Companies that violate any CCPA provision, and fail to cure within 30 days of receiving notice, are subject to prosecution by the California attorney general and may face liability of up to $2,500 for each violation or $7,500 for intentional violations. While the CCPA does not allow for a private right of action, companies should know that they still can face consumer-driven lawsuits when a company experiences a data breach because it did not implement and maintain reasonable data security procedures and practices.

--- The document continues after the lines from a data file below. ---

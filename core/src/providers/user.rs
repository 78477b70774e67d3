//! User store trait.

use crate::error::Result;
use crate::types::{NewUser, User};

/// User store.
///
/// Passwords arrive already hashed; the store never sees plaintext.
pub trait UserStore: Send + Sync {
    /// Insert a user.
    ///
    /// # Errors
    ///
    /// Returns `HotelError::Store` if the username is taken or the write fails.
    fn insert_user(&self, user: &NewUser) -> impl std::future::Future<Output = Result<User>> + Send;

    /// Get a user by username.
    ///
    /// # Errors
    ///
    /// Returns `HotelError::NotFound` if the username is unknown.
    fn get_user_by_username(
        &self,
        username: &str,
    ) -> impl std::future::Future<Output = Result<User>> + Send;

    /// Replace a user's password hash.
    ///
    /// # Errors
    ///
    /// Returns `HotelError::NotFound` if the username is unknown.
    fn update_password(
        &self,
        username: &str,
        password_hash: &str,
    ) -> impl std::future::Future<Output = Result<()>> + Send;
}
//! Correlation ID middleware.
//!
//! # Flow
//!
//! 1. **Extract** correlation ID from `X-Correlation-ID` header (or generate new UUID)
//! 2. **Store** it in request extensions for handler access
//! 3. **Run** the request inside an `http_request` span carrying the ID
//! 4. **Echo** the ID in the response `X-Correlation-ID` header
//!
//! # Example
//!
//! ```ignore
//! use axum::{Router, routing::get};
//! use hotel_web::correlation_id_layer;
//!
//! let app = Router::new()
//!     .route("/api/rooms", get(list_rooms))
//!     .layer(correlation_id_layer());
//! ```

use axum::{extract::Request, http::HeaderValue, response::Response};
use std::task::{Context, Poll};
use tower::{Layer, Service};
use tracing::Instrument;
use uuid::Uuid;

/// Header name for correlation ID.
pub const CORRELATION_ID_HEADER: &str = "X-Correlation-ID";

/// Create a layer that adds correlation ID tracking to all requests.
#[must_use]
pub const fn correlation_id_layer() -> CorrelationIdLayer {
    CorrelationIdLayer
}

/// Layer for correlation ID tracking.
#[derive(Clone, Debug)]
pub struct CorrelationIdLayer;

impl<S> Layer<S> for CorrelationIdLayer {
    type Service = CorrelationIdMiddleware<S>;

    fn layer(&self, inner: S) -> Self::Service {
        CorrelationIdMiddleware { inner }
    }
}

/// Middleware service for correlation ID tracking.
#[derive(Clone, Debug)]
pub struct CorrelationIdMiddleware<S> {
    inner: S,
}

impl<S> Service<Request> for CorrelationIdMiddleware<S>
where
    S: Service<Request, Response = Response> + Send + 'static,
    S::Future: Send + 'static,
{
    type Response = S::Response;
    type Error = S::Error;
    type Future = std::pin::Pin<
        Box<dyn std::future::Future<Output = Result<Self::Response, Self::Error>> + Send>,
    >;

    fn poll_ready(&mut self, cx: &mut Context<'_>) -> Poll<Result<(), Self::Error>> {
        self.inner.poll_ready(cx)
    }

    fn call(&mut self, mut req: Request) -> Self::Future {
        let correlation_id = req
            .headers()
            .get(CORRELATION_ID_HEADER)
            .and_then(|v| v.to_str().ok())
            .and_then(|s| Uuid::parse_str(s).ok())
            .unwrap_or_else(Uuid::new_v4);

        req.extensions_mut().insert(correlation_id);

        let span = tracing::info_span!(
            "http_request",
            correlation_id = %correlation_id,
            method = %req.method(),
            uri = %req.uri(),
        );

        let fut = self.inner.call(req);

        Box::pin(async move {
            let mut response = fut.instrument(span).await?;

            if let Ok(header_value) = HeaderValue::from_str(&correlation_id.to_string()) {
                response
                    .headers_mut()
                    .insert(CORRELATION_ID_HEADER, header_value);
            }

            Ok(response)
        })
    }
}
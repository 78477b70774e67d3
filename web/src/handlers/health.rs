//! Health check endpoint.
//!
//! Used by load balancers and monitoring systems to verify the process is up.

use crate::response::ApiResponse;
use serde::{Deserialize, Serialize};

/// Health check payload.
#[derive(Debug, Clone, PartialEq, Eq, Serialize, Deserialize)]
pub struct HealthResponse {
    /// Service status
    pub status: String,
    /// Service version
    pub version: String,
}

/// Liveness check. Does not touch the database or cache.
///
/// # Example
///
/// ```bash
/// curl http://localhost:8080/health
/// # {"code":200,"message":"success","data":{"status":"ok","version":"0.1.0"}}
/// ```
#[allow(clippy::unused_async)]
pub async fn health_check() -> ApiResponse<HealthResponse> {
    ApiResponse::ok(HealthResponse {
        status: "ok".to_string(),
        version: env!("CARGO_PKG_VERSION").to_string(),
    })
}
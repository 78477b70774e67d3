//! # Hotel Authentication
//!
//! Back-office user accounts and bearer-token sessions.
//!
//! ## Sessions
//!
//! Login checks a bcrypt hash and issues an HS256 token with claims
//! `{user_id, username, exp}`. The token is also written to a
//! [`TokenCache`](providers::TokenCache) under `jwt-token-{username}`, and a
//! request token is accepted only while it matches the cached one:
//!
//! ```text
//! login ──► issue token ──► cache.put(username, token, ttl)
//! request ──► verify signature/exp ──► cache.get(username) == token ?
//! logout ──► cache.delete(username)
//! refresh ──► cache.get ──► verify ──► re-sign ──► cache.put
//! ```
//!
//! ## Example
//!
//! ```rust,ignore
//! use hotel_auth::{AuthService, PasswordHasher, TokenIssuer, DEFAULT_TOKEN_TTL};
//! use hotel_auth::stores::RedisTokenCache;
//!
//! let cache = RedisTokenCache::new("redis://127.0.0.1:6379").await?;
//! let tokens = TokenIssuer::new(secret.as_bytes(), DEFAULT_TOKEN_TTL);
//! let auth = AuthService::new(store, cache, tokens, PasswordHasher::default());
//!
//! let session = auth.login("desk", "secret123").await?;
//! let claims = auth.authenticate(&session.token).await?;
//! ```

#![deny(clippy::unwrap_used)]
#![deny(clippy::expect_used)]
#![deny(clippy::panic)]

pub mod error;
pub mod password;
pub mod providers;
pub mod service;
pub mod stores;
pub mod token;
pub mod user;

#[cfg(any(test, feature = "test-utils"))]
pub mod mocks;

pub use error::{AuthError, Result};
pub use password::PasswordHasher;
pub use service::{AuthResponse, AuthService};
pub use token::{Claims, DEFAULT_TOKEN_TTL, TokenIssuer};
pub use user::{PasswordChange, Registration, UserService};
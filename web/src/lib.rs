//! Axum glue for the hotel backend.
//!
//! # Request Flow
//!
//! 1. **Correlation layer** tags the request and opens a tracing span
//! 2. **Extract** query, JSON body and bearer token
//! 3. **Call** the domain service (`hotel-core`, `hotel-auth`)
//! 4. **Map** the result into an [`ApiResponse`] or an [`AppError`]
//!
//! Both success and failure bodies use the `{code, message, data}` envelope.
//!
//! # Example
//!
//! ```ignore
//! use hotel_web::{ApiResponse, AppError};
//!
//! async fn get_room(
//!     State(state): State<AppState>,
//!     Query(query): Query<RoomQuery>,
//! ) -> Result<ApiResponse<RoomView>, AppError> {
//!     Ok(ApiResponse::ok(state.rooms.room_by_name(&query.name).await?))
//! }
//! ```

#![forbid(unsafe_code)]
#![warn(missing_docs, clippy::pedantic)]
#![allow(clippy::module_name_repetitions)]

pub mod error;
pub mod extractors;
pub mod handlers;
pub mod middleware;
pub mod response;

// Re-export key types for convenience
pub use error::AppError;
pub use extractors::{BearerToken, CorrelationId, JsonBody, PathParam, QueryParams};
pub use middleware::{CORRELATION_ID_HEADER, correlation_id_layer};
pub use response::ApiResponse;

/// Result type alias for web handlers.
pub type WebResult<T> = Result<T, AppError>;
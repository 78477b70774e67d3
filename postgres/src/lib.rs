//! `PostgreSQL` stores for the hotel backend.
//!
//! [`PgHotelStore`] implements every store trait from `hotel-core` over a
//! single connection pool:
//!
//! - Rooms keyed by unique name, with partial updates and filtered listing
//! - Bookings keyed by register number, joined with guest and room for detail
//! - Guests and users with unique identity numbers and usernames
//!
//! Status and method enums are stored as their integer codes.
//!
//! # Example
//!
//! ```ignore
//! use hotel_postgres::PgHotelStore;
//!
//! async fn example() -> Result<(), Box<dyn std::error::Error>> {
//!     let store = PgHotelStore::connect("postgres://localhost/hotel", 10).await?;
//!     store.migrate().await?;
//!     Ok(())
//! }
//! ```

#![forbid(unsafe_code)]
#![warn(missing_docs)]

mod booking;
mod guest;
mod room;
mod user;

use hotel_core::{HotelError, Result};
use sqlx::postgres::{PgPoolOptions, PgRow};
use sqlx::{PgPool, Postgres, Row};
use std::time::Duration;

/// `PostgreSQL` implementation of all hotel stores.
///
/// Cloning shares the pool.
#[derive(Clone, Debug)]
pub struct PgHotelStore {
    pool: PgPool,
}

impl PgHotelStore {
    /// Wrap an existing pool.
    #[must_use]
    pub const fn new(pool: PgPool) -> Self {
        Self { pool }
    }

    /// Open a pool against `database_url`.
    ///
    /// # Errors
    ///
    /// Returns `HotelError::Store` if the database is unreachable.
    pub async fn connect(database_url: &str, max_connections: u32) -> Result<Self> {
        let pool = PgPoolOptions::new()
            .max_connections(max_connections)
            .acquire_timeout(Duration::from_secs(30))
            .connect(database_url)
            .await
            .map_err(|e| HotelError::Store(format!("Failed to connect to database: {e}")))?;
        Ok(Self { pool })
    }

    /// Run the bundled schema migrations.
    ///
    /// # Errors
    ///
    /// Returns `HotelError::Store` if a migration fails.
    pub async fn migrate(&self) -> Result<()> {
        sqlx::migrate!("./migrations")
            .run(&self.pool)
            .await
            .map_err(|e| HotelError::Store(format!("Migration failed: {e}")))?;
        tracing::info!("Database migrations applied");
        Ok(())
    }

    /// Cheap connectivity probe for readiness checks.
    ///
    /// # Errors
    ///
    /// Returns `HotelError::Store` if the database does not answer.
    pub async fn ping(&self) -> Result<()> {
        sqlx::query("SELECT 1")
            .execute(&self.pool)
            .await
            .map_err(|e| HotelError::Store(format!("Database ping failed: {e}")))?;
        Ok(())
    }
}

/// Read a column, mapping decode failures to `HotelError::Store`.
pub(crate) fn column<'r, T>(row: &'r PgRow, name: &str) -> Result<T>
where
    T: sqlx::Decode<'r, Postgres> + sqlx::Type<Postgres>,
{
    row.try_get(name)
        .map_err(|e| HotelError::Store(format!("Failed to decode column {name}: {e}")))
}

/// Decode a stored enum code.
pub(crate) fn code<T>(row: &PgRow, name: &str, parse: fn(i16) -> Option<T>) -> Result<T> {
    let raw: i16 = column(row, name)?;
    parse(raw).ok_or_else(|| HotelError::Store(format!("Invalid {name} code {raw}")))
}

/// Map a write error, naming the unique constraint that was hit if any.
pub(crate) fn write_error(action: &str, duplicate: &str, e: &sqlx::Error) -> HotelError {
    if let sqlx::Error::Database(db_err) = e {
        if db_err.is_unique_violation() {
            return HotelError::Store(duplicate.to_string());
        }
    }
    HotelError::Store(format!("Failed to {action}: {e}"))
}
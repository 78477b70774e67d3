//! Guest queries.

use crate::{PgHotelStore, column, write_error};
use hotel_core::providers::GuestStore;
use hotel_core::{Guest, GuestId, HotelError, NewGuest, Result};
use sqlx::postgres::PgRow;

const GUEST_COLUMNS: &str =
    "id, first_name, last_name, identity_number, date_of_birth, phone_number, email, created_at";

fn row_to_guest(row: &PgRow) -> Result<Guest> {
    Ok(Guest {
        id: GuestId(column(row, "id")?),
        first_name: column(row, "first_name")?,
        last_name: column(row, "last_name")?,
        identity_number: column(row, "identity_number")?,
        date_of_birth: column(row, "date_of_birth")?,
        phone_number: column(row, "phone_number")?,
        email: column(row, "email")?,
        created_at: column(row, "created_at")?,
    })
}

impl GuestStore for PgHotelStore {
    async fn insert_guest(&self, guest: &NewGuest) -> Result<Guest> {
        let row = sqlx::query(&format!(
            "INSERT INTO guests (first_name, last_name, identity_number, date_of_birth, phone_number, email)
             VALUES ($1, $2, $3, $4, $5, $6)
             RETURNING {GUEST_COLUMNS}"
        ))
        .bind(&guest.first_name)
        .bind(&guest.last_name)
        .bind(&guest.identity_number)
        .bind(guest.date_of_birth)
        .bind(&guest.phone_number)
        .bind(&guest.email)
        .fetch_one(&self.pool)
        .await
        .map_err(|e| write_error("create guest", "identity number already exists", &e))?;

        row_to_guest(&row)
    }

    async fn get_guest(&self, id: GuestId) -> Result<Guest> {
        let row = sqlx::query(&format!("SELECT {GUEST_COLUMNS} FROM guests WHERE id = $1"))
            .bind(id.0)
            .fetch_optional(&self.pool)
            .await
            .map_err(|e| HotelError::Store(format!("Failed to get guest: {e}")))?
            .ok_or_else(|| HotelError::not_found("guest", id))?;

        row_to_guest(&row)
    }
}
//! Integration tests for `RedisTokenCache` using testcontainers.
//!
//! Docker must be running. Run with
//! `cargo test -p hotel-auth --test redis_token_cache -- --ignored`.

#![allow(clippy::expect_used)]

use hotel_auth::providers::TokenCache;
use hotel_auth::stores::RedisTokenCache;
use std::time::Duration;
use testcontainers::{ContainerAsync, runners::AsyncRunner};
use testcontainers_modules::redis::Redis;

async fn setup_cache() -> (ContainerAsync<Redis>, RedisTokenCache) {
    let container = Redis::default()
        .start()
        .await
        .expect("Failed to start redis container");
    let port = container
        .get_host_port_ipv4(6379)
        .await
        .expect("Failed to get redis port");
    let url = format!("redis://127.0.0.1:{port}");

    let mut retries = 0;
    let max_retries = 30;
    loop {
        if let Ok(cache) = RedisTokenCache::new(&url).await {
            if cache.ping().await.is_ok() {
                return (container, cache);
            }
        }

        assert!(retries < max_retries, "Failed to connect after {max_retries} retries");
        retries += 1;
        tokio::time::sleep(Duration::from_millis(500)).await;
    }
}

#[tokio::test]
#[ignore = "requires Docker"]
async fn test_token_lifecycle() {
    let (_container, cache) = setup_cache().await;

    cache
        .put("desk", "token-1", Duration::from_secs(60))
        .await
        .expect("put");
    assert_eq!(
        cache.get("desk").await.expect("get").as_deref(),
        Some("token-1")
    );

    cache
        .put("desk", "token-2", Duration::from_secs(60))
        .await
        .expect("put");
    assert_eq!(
        cache.get("desk").await.expect("get").as_deref(),
        Some("token-2")
    );

    cache.delete("desk").await.expect("delete");
    assert_eq!(cache.get("desk").await.expect("get"), None);
}

#[tokio::test]
#[ignore = "requires Docker"]
async fn test_token_expires_with_ttl() {
    let (_container, cache) = setup_cache().await;

    cache
        .put("night", "token", Duration::from_secs(1))
        .await
        .expect("put");
    tokio::time::sleep(Duration::from_millis(2100)).await;

    assert_eq!(cache.get("night").await.expect("get"), None);
}
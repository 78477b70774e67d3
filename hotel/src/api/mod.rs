//! HTTP handlers for the `/api` routes.
//!
//! Handlers check that required fields are present and well formed, convert
//! request bodies into domain inputs, and leave business rules to the
//! services in `hotel-core` and `hotel-auth`.

pub mod bookings;
pub mod guests;
pub mod rooms;
pub mod users;

use chrono::NaiveDate;
use hotel_web::AppError;

/// Wire format for request dates, e.g. "02-01-2006".
pub const REQUEST_DATE_FORMAT: &str = "%d-%m-%Y";

/// Reject a blank required field.
///
/// # Errors
///
/// 400 `"{field} is required"` when `value` is empty or whitespace.
pub fn required(field: &str, value: &str) -> Result<(), AppError> {
    if value.trim().is_empty() {
        return Err(AppError::bad_request(format!("{field} is required")));
    }
    Ok(())
}

/// Parse a `DD-MM-YYYY` request date.
///
/// # Errors
///
/// 400 naming the field when the value is blank or not a calendar date.
pub fn parse_date(field: &str, value: &str) -> Result<NaiveDate, AppError> {
    required(field, value)?;
    let invalid =
        || AppError::bad_request(format!("invalid {field}: expected DD-MM-YYYY, got {value:?}"));

    let trimmed = value.trim();
    if !has_date_layout(trimmed) {
        return Err(invalid());
    }
    NaiveDate::parse_from_str(trimmed, REQUEST_DATE_FORMAT).map_err(|_| invalid())
}

/// Exactly `DD-MM-YYYY`: zero-padded digits with dashes at 2 and 5.
fn has_date_layout(value: &str) -> bool {
    let bytes = value.as_bytes();
    bytes.len() == 10
        && bytes.iter().enumerate().all(|(i, b)| match i {
            2 | 5 => *b == b'-',
            _ => b.is_ascii_digit(),
        })
}
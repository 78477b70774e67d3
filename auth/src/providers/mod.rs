//! Authentication providers.
//!
//! Traits for the external dependencies of the auth services. Concrete
//! implementations live in [`crate::stores`], test doubles in
//! [`crate::mocks`].

pub mod token_cache;

pub use token_cache::TokenCache;
//! Error types for the hotel domain.

use std::fmt;
use thiserror::Error;

/// Result type alias for domain operations.
pub type Result<T> = std::result::Result<T, HotelError>;

/// Failures raised by the booking engine, the services and the stores.
#[derive(Debug, Error, Clone, PartialEq, Eq)]
pub enum HotelError {
    /// A room, booking, guest or user does not exist.
    #[error("{resource} not found: {key}")]
    NotFound {
        /// Kind of record looked up
        resource: &'static str,
        /// Key used for the lookup
        key: String,
    },

    /// The room is not Available at booking time.
    #[error("room not available")]
    RoomUnavailable,

    /// The linked room is not Available, so the booking cannot be rescheduled.
    #[error("invalid room status")]
    InvalidRoomStatus,

    /// The booking is no longer Pending, so it cannot be rescheduled.
    #[error("invalid payment status")]
    InvalidPaymentStatus,

    /// Input rejected before reaching a store.
    #[error("{0}")]
    Validation(String),

    /// Opaque persistence failure.
    #[error("store error: {0}")]
    Store(String),
}

impl HotelError {
    /// Shorthand for [`HotelError::NotFound`].
    #[must_use]
    pub fn not_found(resource: &'static str, key: impl fmt::Display) -> Self {
        Self::NotFound {
            resource,
            key: key.to_string(),
        }
    }

    /// Whether the caller can fix the request (bad input or unknown key).
    ///
    /// Every other kind is reported as a server failure.
    #[must_use]
    pub const fn is_user_error(&self) -> bool {
        matches!(self, Self::NotFound { .. } | Self::Validation(_))
    }
}

#[cfg(test)]
mod tests {
    use super::*;

    #[test]
    fn test_messages() {
        assert_eq!(HotelError::RoomUnavailable.to_string(), "room not available");
        assert_eq!(
            HotelError::not_found("booking", "abc").to_string(),
            "booking not found: abc"
        );
    }

    #[test]
    fn test_user_errors() {
        assert!(HotelError::Validation("x".into()).is_user_error());
        assert!(HotelError::not_found("room", "R1").is_user_error());
        assert!(!HotelError::InvalidPaymentStatus.is_user_error());
        assert!(!HotelError::Store("boom".into()).is_user_error());
    }
}
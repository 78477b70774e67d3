//! Login, logout, refresh and request authentication.

use crate::error::{AuthError, Result};
use crate::password::PasswordHasher;
use crate::providers::TokenCache;
use crate::token::{Claims, TokenIssuer};
use hotel_core::{HotelError, UserStore};
use serde::{Deserialize, Serialize};

/// Result of a successful login or refresh.
#[derive(Debug, Clone, PartialEq, Eq, Serialize, Deserialize)]
pub struct AuthResponse {
    /// Authenticated username
    pub username: String,
    /// Display name, present on login only
    #[serde(skip_serializing_if = "Option::is_none")]
    pub name: Option<String>,
    /// Session token for the `Authorization: Bearer` header
    pub token: String,
}

/// Session management over a user store and a token cache.
#[derive(Debug, Clone)]
pub struct AuthService<S, C> {
    users: S,
    cache: C,
    tokens: TokenIssuer,
    hasher: PasswordHasher,
}

impl<S, C> AuthService<S, C>
where
    S: UserStore,
    C: TokenCache,
{
    /// Create a service.
    #[must_use]
    pub const fn new(users: S, cache: C, tokens: TokenIssuer, hasher: PasswordHasher) -> Self {
        Self {
            users,
            cache,
            tokens,
            hasher,
        }
    }

    /// Check credentials and open a session.
    ///
    /// The issued token becomes the user's only live token.
    ///
    /// # Errors
    ///
    /// - [`AuthError::UserNotFound`] for an unknown username
    /// - [`AuthError::WrongPassword`] when the password does not match
    /// - [`AuthError::Cache`] if the token cannot be stored
    #[tracing::instrument(skip(self, password))]
    pub async fn login(&self, username: &str, password: &str) -> Result<AuthResponse> {
        let user = self
            .users
            .get_user_by_username(username)
            .await
            .map_err(|e| match e {
                HotelError::NotFound { .. } => AuthError::UserNotFound,
                other => AuthError::Store(other),
            })?;

        if !self.hasher.verify(password, &user.password_hash) {
            tracing::info!(username, "Login rejected: wrong password");
            return Err(AuthError::WrongPassword);
        }

        let token = self.tokens.issue(user.id, &user.username)?;
        self.cache
            .put(&user.username, &token, self.tokens.ttl())
            .await?;

        tracing::info!(username, user_id = %user.id, "User logged in");
        Ok(AuthResponse {
            username: user.username,
            name: Some(user.name),
            token,
        })
    }

    /// Close the user's session.
    ///
    /// # Errors
    ///
    /// Returns [`AuthError::Cache`] if the cache is unreachable.
    #[tracing::instrument(skip(self))]
    pub async fn logout(&self, username: &str) -> Result<()> {
        self.cache.delete(username).await?;
        tracing::info!(username, "User logged out");
        Ok(())
    }

    /// Re-sign the user's live token with a fresh expiry.
    ///
    /// # Errors
    ///
    /// - [`AuthError::TokenNotFound`] if no token is cached
    /// - [`AuthError::InvalidToken`] if the cached token no longer verifies
    #[tracing::instrument(skip(self))]
    pub async fn refresh(&self, username: &str) -> Result<AuthResponse> {
        let current = self
            .cache
            .get(username)
            .await?
            .ok_or(AuthError::TokenNotFound)?;
        let claims = self.tokens.verify(&current)?;

        let token = self.tokens.reissue(&claims)?;
        self.cache.put(username, &token, self.tokens.ttl()).await?;

        tracing::debug!(username, "Token refreshed");
        Ok(AuthResponse {
            username: claims.username,
            name: None,
            token,
        })
    }

    /// Validate a bearer token presented with a request.
    ///
    /// # Errors
    ///
    /// Returns [`AuthError::InvalidToken`] if the token fails verification
    /// or is not the live token cached for its username.
    pub async fn authenticate(&self, token: &str) -> Result<Claims> {
        let claims = self.tokens.verify(token)?;

        match self.cache.get(&claims.username).await? {
            Some(live) if live == token => Ok(claims),
            _ => {
                tracing::debug!(username = %claims.username, "Token is not the live session");
                Err(AuthError::InvalidToken)
            }
        }
    }
}
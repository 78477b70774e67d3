//! Mock provider implementations for testing.
//!
//! In-memory implementations of the provider traits for unit and
//! integration tests.

pub mod token_cache;

pub use token_cache::MockTokenCache;
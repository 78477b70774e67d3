//! Booking lifecycle engine.
//!
//! Orchestrates the room and booking stores to reserve a room, price the
//! stay, record payment outcomes and reschedule pending bookings. The engine
//! owns no storage and keeps no state between calls.
//!
//! # State Machine
//!
//! ```text
//! payment:  Pending ──complete──▶ Completed   (room → Booked)
//!           Pending ──refund────▶ Refunded    (room → Available)
//!           Pending ──fail/cancel▶ Failed / Canceled (room untouched)
//!
//! room:     Available ◀──────────▶ Booked     (driven by payment only)
//! ```
//!
//! # Consistency
//!
//! Every operation is a sequence of independent store calls. Nothing is
//! locked between a read and the write that depends on it, so two concurrent
//! bookings of the same Available room both succeed. `update_payment`
//! writes the payment status before it moves the room; if the room write
//! fails the payment status stays written.

use crate::environment::{Clock, RegisterNumberGenerator, SystemClock, UuidRegisterNumbers};
use crate::error::{HotelError, Result};
use crate::presenter::BookingView;
use crate::pricing::stay_cost;
use crate::providers::{BookingStore, RoomStore};
use crate::types::{
    Booking, NewBooking, PaymentStatus, RegisterNumber, RoomStatus, RoomUpdate, StayPeriod,
};
use std::sync::Arc;

/// Booking lifecycle engine over a store backend `S`.
pub struct BookingEngine<S> {
    store: S,
    clock: Arc<dyn Clock>,
    register_numbers: Arc<dyn RegisterNumberGenerator>,
}

impl<S: Clone> Clone for BookingEngine<S> {
    fn clone(&self) -> Self {
        Self {
            store: self.store.clone(),
            clock: Arc::clone(&self.clock),
            register_numbers: Arc::clone(&self.register_numbers),
        }
    }
}

impl<S> BookingEngine<S>
where
    S: RoomStore + BookingStore,
{
    /// Engine using the wall clock and UUID v4 register numbers.
    #[must_use]
    pub fn new(store: S) -> Self {
        Self::with_environment(store, Arc::new(SystemClock), Arc::new(UuidRegisterNumbers))
    }

    /// Engine with injected clock and register number source.
    #[must_use]
    pub fn with_environment(
        store: S,
        clock: Arc<dyn Clock>,
        register_numbers: Arc<dyn RegisterNumberGenerator>,
    ) -> Self {
        Self {
            store,
            clock,
            register_numbers,
        }
    }

    /// Reserve a room for a guest.
    ///
    /// The booking starts Pending with `paid_amount` priced from the room's
    /// current nightly rate. The room itself stays Available until payment
    /// completes.
    ///
    /// # Errors
    ///
    /// - `NotFound` if the room does not exist
    /// - `RoomUnavailable` if the room is not Available
    /// - `Store` if persistence fails
    #[tracing::instrument(skip(self, request), fields(room = %request.room_name, guest = %request.guest_id))]
    pub async fn create_booking(&self, request: NewBooking) -> Result<RegisterNumber> {
        let room = self.store.get_room_by_name(&request.room_name).await?;
        if room.status != RoomStatus::Available {
            tracing::debug!(status = %room.status, "Room cannot be booked");
            return Err(HotelError::RoomUnavailable);
        }

        let booking = Booking {
            register_number: self.register_numbers.next_register_number(),
            guest_id: request.guest_id,
            room_name: room.name,
            check_in: request.stay.check_in(),
            check_out: request.stay.check_out(),
            paid_amount: stay_cost(room.price, &request.stay),
            payment_method: request.payment_method,
            payment_status: PaymentStatus::Pending,
            additional_request: request.additional_request,
            created_at: self.clock.now(),
        };
        self.store.insert_booking(&booking).await?;

        tracing::info!(
            register_number = %booking.register_number,
            paid_amount = booking.paid_amount,
            "Booking created"
        );
        Ok(booking.register_number)
    }

    /// Load the display view of a booking.
    ///
    /// # Errors
    ///
    /// Returns `NotFound` if the register number is unknown.
    #[tracing::instrument(skip(self), fields(register_number = %register_number))]
    pub async fn booking_detail(&self, register_number: &RegisterNumber) -> Result<BookingView> {
        let detail = self.store.get_booking_detail(register_number).await?;
        Ok(BookingView::from(&detail))
    }

    /// Record a payment outcome and move the linked room accordingly.
    ///
    /// Steps, each aborting on failure:
    /// 1. write the new payment status
    /// 2. re-read the booking to find its room
    /// 3. `Completed` books the room, `Refunded` frees it, anything else
    ///    leaves it alone
    ///
    /// # Errors
    ///
    /// Returns `NotFound` for an unknown register number or `Store` if any
    /// write fails. A failure in step 3 does not undo step 1.
    #[tracing::instrument(skip(self), fields(register_number = %register_number, status = %status))]
    pub async fn update_payment(
        &self,
        register_number: &RegisterNumber,
        status: PaymentStatus,
    ) -> Result<()> {
        self.store
            .update_payment_status(register_number, status)
            .await?;

        let detail = self.store.get_booking_detail(register_number).await?;

        if let Some(room_status) = status.room_transition() {
            self.store
                .update_room(&detail.room.name, &RoomUpdate::status(room_status))
                .await?;
            tracing::info!(room = %detail.room.name, room_status = %room_status, "Room status changed by payment");
        }

        Ok(())
    }

    /// Move a pending booking to a new stay and reprice it.
    ///
    /// Preconditions are checked against freshly read state, payment first:
    /// the booking must be Pending and its room Available. The price comes
    /// from a fresh read of the room.
    ///
    /// # Errors
    ///
    /// - `NotFound` if the booking or its room is gone
    /// - `InvalidPaymentStatus` if the booking is not Pending
    /// - `InvalidRoomStatus` if the room is not Available
    /// - `Store` if persistence fails
    #[tracing::instrument(skip(self), fields(register_number = %register_number))]
    pub async fn reschedule(&self, register_number: &RegisterNumber, stay: StayPeriod) -> Result<()> {
        let detail = self.store.get_booking_detail(register_number).await?;

        if detail.booking.payment_status != PaymentStatus::Pending {
            return Err(HotelError::InvalidPaymentStatus);
        }
        if detail.room.status != RoomStatus::Available {
            return Err(HotelError::InvalidRoomStatus);
        }

        let room = self.store.get_room_by_name(&detail.room.name).await?;
        let paid_amount = stay_cost(room.price, &stay);

        self.store
            .update_schedule(register_number, stay.check_in(), stay.check_out(), paid_amount)
            .await?;

        tracing::info!(paid_amount, "Booking rescheduled");
        Ok(())
    }
}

Note, however, that the definition of personal information in data breach causes of action is narrower than the CCPA’s definition: in a data breach cause of action, personal information means a person’s first and last name in combination with either (1) a social security number, (2) a government issued unique identification number such as a passport number, a driver’s license number, or a tax identification number, (3) identification numbers associated with an individual’s financial account, (4) medical or health insurance information, or (5) any unique biometric data generated from measurements of human body characteristics such as fingerprints or retina images. Where such data breach occurs, companies are statutorily liable for no less than $100 and no more than $750 to each consumer per incident; but a company may be liable for more than $750 where a consumer suffered actual damages in excess of $750. Finally, unless a consumer suffered actual damages, he or she must first provide the business with notice identifying the business’s violations; and if a business cures within 30 days and provides the consumer with a written statement acknowledging that it cured the violation, then the consumer can no longer sue.
The California attorney general has yet to finalize its regulations clarifying implementation and enforcement of the CCPA. Thus, companies should closely monitor the ongoing discussion as to what the CCPA requires and what companies can do to comply. In the meantime, companies should, at a minimum, catalog the types of personal information they collect and how it is used, update privacy policies, and set up a process to timely respond to consumer requests about their data. It is highly likely that other states, and possibly the federal government, will pass data privacy laws in 2020 with similar requirements to the CCPA.